[INFORMATION PROVIDED Boundary: Start]
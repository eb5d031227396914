//! Container registry gateway
//!
//! Relays the Docker Registry v2 protocol: bearer-token challenge flow,
//! blob cache-aside, and single-hop redirect following. The gateway
//! re-anchors the registry's auth discovery at its own `/v2/auth` endpoint
//! so clients never talk to the origin's token server directly.

use std::sync::Arc;

use anyhow::{Context, Result};
use edgeway_adapter::EdgeCache;
use rama::http::{
    Body, Method, Request, Response, StatusCode, Uri,
    header::{self, HeaderMap, HeaderValue},
};
use url::form_urlencoded;

use super::types::CacheStatus;
use super::utils::{self, AuthChallenge};
use super::{cache, response};
use crate::config::Config;
use crate::relay::{self, Relay};

/// Service identifier announced in locally built challenges.
const AUTH_SERVICE: &str = "edgeway";

pub async fn handle_registry_request(
    req: Request<Body>,
    config: &Config,
    cache_handle: &Arc<dyn EdgeCache>,
    relay: &Relay,
) -> Result<(Response<Body>, CacheStatus)> {
    let path = req.uri().path().to_owned();
    match path.as_str() {
        "/v2" | "/v2/" => root_probe(&req, config, relay).await,
        "/v2/auth" => token_exchange(&req, config, relay).await,
        _ => {
            if let Some(location) = autonamespace_redirect(&path, req.uri().query()) {
                let resp = Response::builder()
                    .status(StatusCode::MOVED_PERMANENTLY)
                    .header(header::LOCATION, HeaderValue::from_str(&location)?)
                    .body(Body::empty())?;
                return Ok((resp, CacheStatus::Pass));
            }
            forward_fetch(req, config, cache_handle, relay).await
        }
    }
}

/// `GET /v2/`: probe the origin root, forwarding only the caller's
/// Authorization. A 401 is rewritten into this gateway's own challenge;
/// everything else returns verbatim.
async fn root_probe(
    req: &Request<Body>,
    config: &Config,
    relay: &Relay,
) -> Result<(Response<Body>, CacheStatus)> {
    let mut headers = HeaderMap::new();
    if let Some(auth) = req.headers().get(header::AUTHORIZATION) {
        headers.insert(header::AUTHORIZATION, auth.clone());
    }

    let upstream = relay
        .get(registry_root(config)?, &headers)
        .await
        .context("probing registry root")?;

    if upstream.status() == StatusCode::UNAUTHORIZED {
        let resp = unauthorized_challenge(req.headers(), config)?;
        return Ok((resp, CacheStatus::Pass));
    }
    Ok((relay::sanitize_response(upstream), CacheStatus::Pass))
}

/// `GET /v2/auth`: re-probe the origin unauthenticated, parse its challenge,
/// and relay the token request to the challenge's realm with a normalized
/// scope. The gateway neither inspects nor caches tokens.
async fn token_exchange(
    req: &Request<Body>,
    config: &Config,
    relay: &Relay,
) -> Result<(Response<Body>, CacheStatus)> {
    let probe = relay
        .get(registry_root(config)?, &HeaderMap::new())
        .await
        .context("probing registry root")?;

    if probe.status() != StatusCode::UNAUTHORIZED {
        // origin is not enforcing auth, nothing to exchange
        return Ok((relay::sanitize_response(probe), CacheStatus::Pass));
    }

    let challenge_value = probe
        .headers()
        .get(header::WWW_AUTHENTICATE)
        .and_then(|v| v.to_str().ok())
        .context("registry answered 401 without a WWW-Authenticate challenge")?;
    let challenge = utils::parse_auth_challenge(challenge_value)?;

    let scope = query_param(req.uri().query(), "scope").map(|s| utils::normalize_scope(&s));
    let token_target = token_url(&challenge, scope.as_deref())?;

    let mut headers = HeaderMap::new();
    if let Some(auth) = req.headers().get(header::AUTHORIZATION) {
        headers.insert(header::AUTHORIZATION, auth.clone());
    }
    let token = relay
        .get(token_target, &headers)
        .await
        .context("requesting token server")?;
    Ok((relay::sanitize_response(token), CacheStatus::Pass))
}

/// Default branch: swap the host for the origin, forward headers and method
/// verbatim, and inspect redirects ourselves instead of following them.
async fn forward_fetch(
    req: Request<Body>,
    config: &Config,
    cache_handle: &Arc<dyn EdgeCache>,
    relay: &Relay,
) -> Result<(Response<Body>, CacheStatus)> {
    let (parts, body) = req.into_parts();
    let path_and_query = parts
        .uri
        .path_and_query()
        .map(|pq| pq.as_str())
        .unwrap_or("/");
    let target: Uri = format!(
        "{}{path_and_query}",
        utils::origin_base(&config.registry.url)
    )
    .parse()
    .context("building registry target")?;

    // Blobs are content-addressed and immutable, ideal cache candidates.
    let cacheable = parts.method == Method::GET && is_blob_path(parts.uri.path());
    let key = target.to_string();
    if cacheable && let Some(hit) = cache::lookup(cache_handle, &key).await {
        return Ok((hit, CacheStatus::Hit));
    }

    let mut builder = Request::builder()
        .method(parts.method.clone())
        .uri(target.clone());
    {
        let headers = builder
            .headers_mut()
            .context("getting outbound request headers")?;
        utils::copy_request_headers(&parts.headers, headers);
    }
    let outbound_line = format!("{} {target}", parts.method);
    let outbound = builder.body(body).context("building registry request")?;

    let upstream = relay
        .send(outbound)
        .await
        .context("requesting registry origin")?;

    match upstream.status() {
        StatusCode::UNAUTHORIZED => {
            let resp = unauthorized_challenge(&parts.headers, config)?;
            Ok((resp, CacheStatus::Pass))
        }
        // Upstream rate limiting surfaces as a 200 diagnostic, not a hard
        // failure; the body is the outbound request's string form.
        StatusCode::SERVICE_UNAVAILABLE => Ok((
            response::respond_text(StatusCode::OK, &outbound_line)?,
            CacheStatus::Pass,
        )),
        // Exactly one unauthenticated hop; the redirect target's answer is
        // returned directly.
        StatusCode::TEMPORARY_REDIRECT => {
            let location: Uri = upstream
                .headers()
                .get(header::LOCATION)
                .and_then(|v| v.to_str().ok())
                .context("registry 307 without a Location header")?
                .parse()
                .context("parsing redirect target")?;
            let follow = relay
                .get(location, &HeaderMap::new())
                .await
                .context("following blob redirect")?;
            Ok((relay::sanitize_response(follow), CacheStatus::Pass))
        }
        _ if cacheable => {
            let upstream = relay::sanitize_response(upstream);
            let stored = cache::store_and_respond(cache_handle, &key, upstream, true).await?;
            Ok((stored, CacheStatus::Miss))
        }
        _ => Ok((relay::sanitize_response(upstream), CacheStatus::Pass)),
    }
}

fn registry_root(config: &Config) -> Result<Uri> {
    format!("{}/v2/", utils::origin_base(&config.registry.url))
        .parse()
        .context("building registry root url")
}

fn is_blob_path(path: &str) -> bool {
    path.split('/').any(|segment| segment == "blobs")
}

/// Locally built 401 that re-anchors auth discovery at this gateway.
fn unauthorized_challenge(
    inbound_headers: &HeaderMap,
    config: &Config,
) -> Result<Response<Body>> {
    let base = gateway_base(inbound_headers, config);
    let challenge = format!("Bearer realm=\"{base}/v2/auth\",service=\"{AUTH_SERVICE}\"");
    let mut resp = response::respond_json(
        StatusCode::UNAUTHORIZED,
        "{\"message\":\"UNAUTHORIZED\"}",
    )?;
    resp.headers_mut().insert(
        header::WWW_AUTHENTICATE,
        HeaderValue::from_str(&challenge)?,
    );
    Ok(resp)
}

fn gateway_base(inbound_headers: &HeaderMap, config: &Config) -> String {
    if let Some(public) = &config.server.public_url {
        return public.trim_end_matches('/').to_string();
    }
    let host = inbound_headers
        .get(header::HOST)
        .and_then(|v| v.to_str().ok())
        .unwrap_or("localhost");
    format!("https://{host}")
}

fn token_url(challenge: &AuthChallenge, scope: Option<&str>) -> Result<Uri> {
    let mut query = form_urlencoded::Serializer::new(String::new());
    query.append_pair("service", &challenge.service);
    if let Some(scope) = scope {
        query.append_pair("scope", scope);
    }
    let realm = challenge.realm.to_string();
    let separator = if realm.contains('?') { '&' } else { '?' };
    format!("{realm}{separator}{}", query.finish())
        .parse()
        .context("building token url")
}

fn query_param(query: Option<&str>, name: &str) -> Option<String> {
    form_urlencoded::parse(query?.as_bytes())
        .find(|(key, _)| key == name)
        .map(|(_, value)| value.into_owned())
}

/// Mirrors the scope-level `library/` rule at the path level: a bare-name
/// `/v2/<name>/<kind>/<ref>` gets a 301 onto the namespaced path.
fn autonamespace_redirect(path: &str, query: Option<&str>) -> Option<String> {
    let parts: Vec<&str> = path.split('/').collect();
    if parts.len() != 5 || !parts[0].is_empty() || parts[1] != "v2" {
        return None;
    }
    let (name, kind, reference) = (parts[2], parts[3], parts[4]);
    if name.is_empty() || kind.is_empty() || reference.is_empty() {
        return None;
    }
    let query = query.map(|q| format!("?{q}")).unwrap_or_default();
    Some(format!("/v2/library/{name}/{kind}/{reference}{query}"))
}

#[cfg(test)]
mod tests {
    use super::*;

    // ============================================================================
    // autonamespace_redirect tests
    // ============================================================================

    #[test]
    fn bare_manifest_path_redirects() {
        assert_eq!(
            autonamespace_redirect("/v2/busybox/manifests/latest", None).as_deref(),
            Some("/v2/library/busybox/manifests/latest")
        );
    }

    #[test]
    fn namespaced_path_untouched() {
        assert!(autonamespace_redirect("/v2/library/busybox/manifests/latest", None).is_none());
    }

    #[test]
    fn bare_blob_path_redirects() {
        assert_eq!(
            autonamespace_redirect("/v2/busybox/blobs/sha256:abc", None).as_deref(),
            Some("/v2/library/busybox/blobs/sha256:abc")
        );
    }

    #[test]
    fn short_paths_untouched() {
        assert!(autonamespace_redirect("/v2/", None).is_none());
        assert!(autonamespace_redirect("/v2/_catalog", None).is_none());
        assert!(autonamespace_redirect("/v2/busybox/tags", None).is_none());
    }

    #[test]
    fn empty_segments_untouched() {
        assert!(autonamespace_redirect("/v2/busybox/manifests/", None).is_none());
        assert!(autonamespace_redirect("/v2//manifests/latest", None).is_none());
    }

    #[test]
    fn redirect_preserves_query() {
        assert_eq!(
            autonamespace_redirect("/v2/busybox/manifests/latest", Some("ns=docker.io")).as_deref(),
            Some("/v2/library/busybox/manifests/latest?ns=docker.io")
        );
    }

    // ============================================================================
    // token_url tests
    // ============================================================================

    fn challenge() -> AuthChallenge {
        AuthChallenge {
            realm: Uri::from_static("https://auth.example.com/token"),
            service: "registry.example.com".to_string(),
        }
    }

    #[test]
    fn token_url_with_scope() {
        let url = token_url(&challenge(), Some("repository:library/busybox:pull")).unwrap();
        assert_eq!(
            url.to_string(),
            "https://auth.example.com/token?service=registry.example.com&scope=repository%3Alibrary%2Fbusybox%3Apull"
        );
    }

    #[test]
    fn token_url_without_scope() {
        let url = token_url(&challenge(), None).unwrap();
        assert_eq!(
            url.to_string(),
            "https://auth.example.com/token?service=registry.example.com"
        );
    }

    #[test]
    fn token_url_appends_to_existing_query() {
        let ch = AuthChallenge {
            realm: Uri::from_static("https://auth.example.com/token?mode=pull"),
            service: "svc".to_string(),
        };
        let url = token_url(&ch, None).unwrap();
        assert_eq!(
            url.to_string(),
            "https://auth.example.com/token?mode=pull&service=svc"
        );
    }

    // ============================================================================
    // query_param tests
    // ============================================================================

    #[test]
    fn query_param_decodes_value() {
        assert_eq!(
            query_param(Some("scope=repository%3Abusybox%3Apull"), "scope").as_deref(),
            Some("repository:busybox:pull")
        );
    }

    #[test]
    fn query_param_missing() {
        assert!(query_param(Some("service=reg"), "scope").is_none());
        assert!(query_param(None, "scope").is_none());
    }

    // ============================================================================
    // challenge construction tests
    // ============================================================================

    #[test]
    fn challenge_points_at_gateway_auth_endpoint() {
        let mut headers = HeaderMap::new();
        headers.insert(header::HOST, "edge.example.com".parse().unwrap());
        let resp = unauthorized_challenge(&headers, &Config::default()).unwrap();
        assert_eq!(resp.status(), StatusCode::UNAUTHORIZED);
        assert_eq!(
            resp.headers().get(header::WWW_AUTHENTICATE).unwrap(),
            "Bearer realm=\"https://edge.example.com/v2/auth\",service=\"edgeway\""
        );
    }

    #[test]
    fn challenge_respects_public_url_override() {
        let mut config = Config::default();
        config.server.public_url = Some("https://mirror.example.org/".to_string());
        let resp = unauthorized_challenge(&HeaderMap::new(), &config).unwrap();
        let value = resp
            .headers()
            .get(header::WWW_AUTHENTICATE)
            .unwrap()
            .to_str()
            .unwrap();
        assert!(value.contains("https://mirror.example.org/v2/auth"));
    }

    // ============================================================================
    // blob path classification tests
    // ============================================================================

    #[test]
    fn blob_paths_detected() {
        assert!(is_blob_path("/v2/library/busybox/blobs/sha256:abc"));
        assert!(!is_blob_path("/v2/library/busybox/manifests/latest"));
        assert!(!is_blob_path("/v2/blobsmith/manifests/latest"));
    }
}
[INFORMATION PROVIDED Boundary: End]
EXERCISE:
Scan the data above, find each line with "discovery", and copy it.

WRITTEN ANSWER:
//! re-anchors the registry's auth discovery at its own `/v2/auth` endpoint
/// Locally built 401 that re-anchors auth discovery at this gateway.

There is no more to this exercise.